If that isn't a repeated-measures design, then what is?
Honestly, this is repeated measures, and disregarding the repeated measurements just because a stakeholder doesn't like it is statistical misconduct, nothing else. (Sorry, I'm not putting the onus on you - I'm putting it on the stakeholder.)
I'm sure that we had a question before that essentially asked why it was not OK to just duplicate or repeat observations to artificially increase our $n$, but I can't find it now. It would be very relevant to your question.
Of course, you can learn a lot from a repeated-measures experiment. Maybe this is enough. Maybe it isn't. If the latter, then you and the stakeholder would best think about why you have already
collected data on all willing volunteers.

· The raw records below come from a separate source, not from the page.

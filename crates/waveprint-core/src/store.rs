//! Store adapter: the narrow persistence contract the engine consumes
//!
//! The persisted index is an inverted map `address -> [(anchor_ms,
//! work_id)]` across all works plus per-work metadata. Two backends are
//! provided: a volatile in-memory store, and a document store keeping one
//! JSON/BSON file per work under a base directory so state survives
//! process restart. The whole corpus is loaded in parallel at open.

use std::collections::HashMap;
use std::path::PathBuf;
use std::sync::RwLock;

use rayon::prelude::*;
use serde::{Deserialize, Serialize};
use waveprint_fp::{DocRecord, WorkDocument};

use crate::error::StoreError;
use crate::fingerprint::FingerprintRecord;

/// Registered work metadata.
#[derive(Debug, Clone)]
pub struct Work {
    pub id: u32,
    pub title: String,
    pub author: String,
    pub key: String,
}

/// Dedup key for a work: normalized title and author joined by `---`.
pub fn work_key(title: &str, author: &str) -> String {
    format!("{}---{}", normalize(title), normalize(author))
}

fn normalize(text: &str) -> String {
    text.to_lowercase()
        .split_whitespace()
        .collect::<Vec<_>>()
        .join(" ")
}

/// Narrow persistence contract consumed by the chunked driver (writes)
/// and the matcher (batched address lookups). Implementations must be
/// safe for concurrent callers; no transactional model beyond single-call
/// atomicity is assumed.
pub trait Store: Send + Sync {
    /// Atomically allocate a fresh work id, rejecting duplicate keys.
    fn register_work(&self, title: &str, author: &str, key: &str) -> Result<u32, StoreError>;

    /// Remove the work's metadata and all of its fingerprints (best effort).
    fn delete_work(&self, work_id: u32) -> Result<(), StoreError>;

    /// Persist fingerprint records. Replacement is idempotent per
    /// `(address, work_id)` pair.
    fn store_fingerprints(&self, records: &[FingerprintRecord]) -> Result<(), StoreError>;

    /// Batched inverted-index lookup; absent addresses are omitted from
    /// the result.
    fn lookup_addresses(
        &self,
        addresses: &[u32],
    ) -> Result<HashMap<u32, Vec<(u32, u32)>>, StoreError>;

    /// Metadata for one work, if registered.
    fn get_work(&self, work_id: u32) -> Result<Option<Work>, StoreError>;

    /// Work id registered under `key`, if any.
    fn get_work_by_key(&self, key: &str) -> Result<Option<u32>, StoreError>;

    fn total_works(&self) -> Result<u64, StoreError>;

    fn total_fingerprints(&self) -> Result<u64, StoreError>;
}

That is: why there are no additional willing volunteers. Maybe you need to search more, or offer additional incentives, to get more willing participants. (I am not advocating using unwilling ones.)
That said, if you change your recruitment parameters, I'd recommend modeling this. People who participate in your experiment for 10 USD might be systematically different from people who will only do so for 500 USD. It's a good idea to spend one degree of freedom here, even if this will increase your required sample size even more.
In addition, just why does the stakeholder want to increase the sample size? Is it because the results so far are not to her or his liking? Would she or he be happy and not require additional measurements if the results so far had been "better"? If so, she or he is requesting what is sometimes called "optional stopping". And continuing to collect data until they show some preconceived result is of course another instance of statistical misconduct.
(Sorry for appearing smug about this from the safety of my computer. You have a bad situation on your hands. I'd advise avoiding this stakeholder in the future if you can reasonably do so.)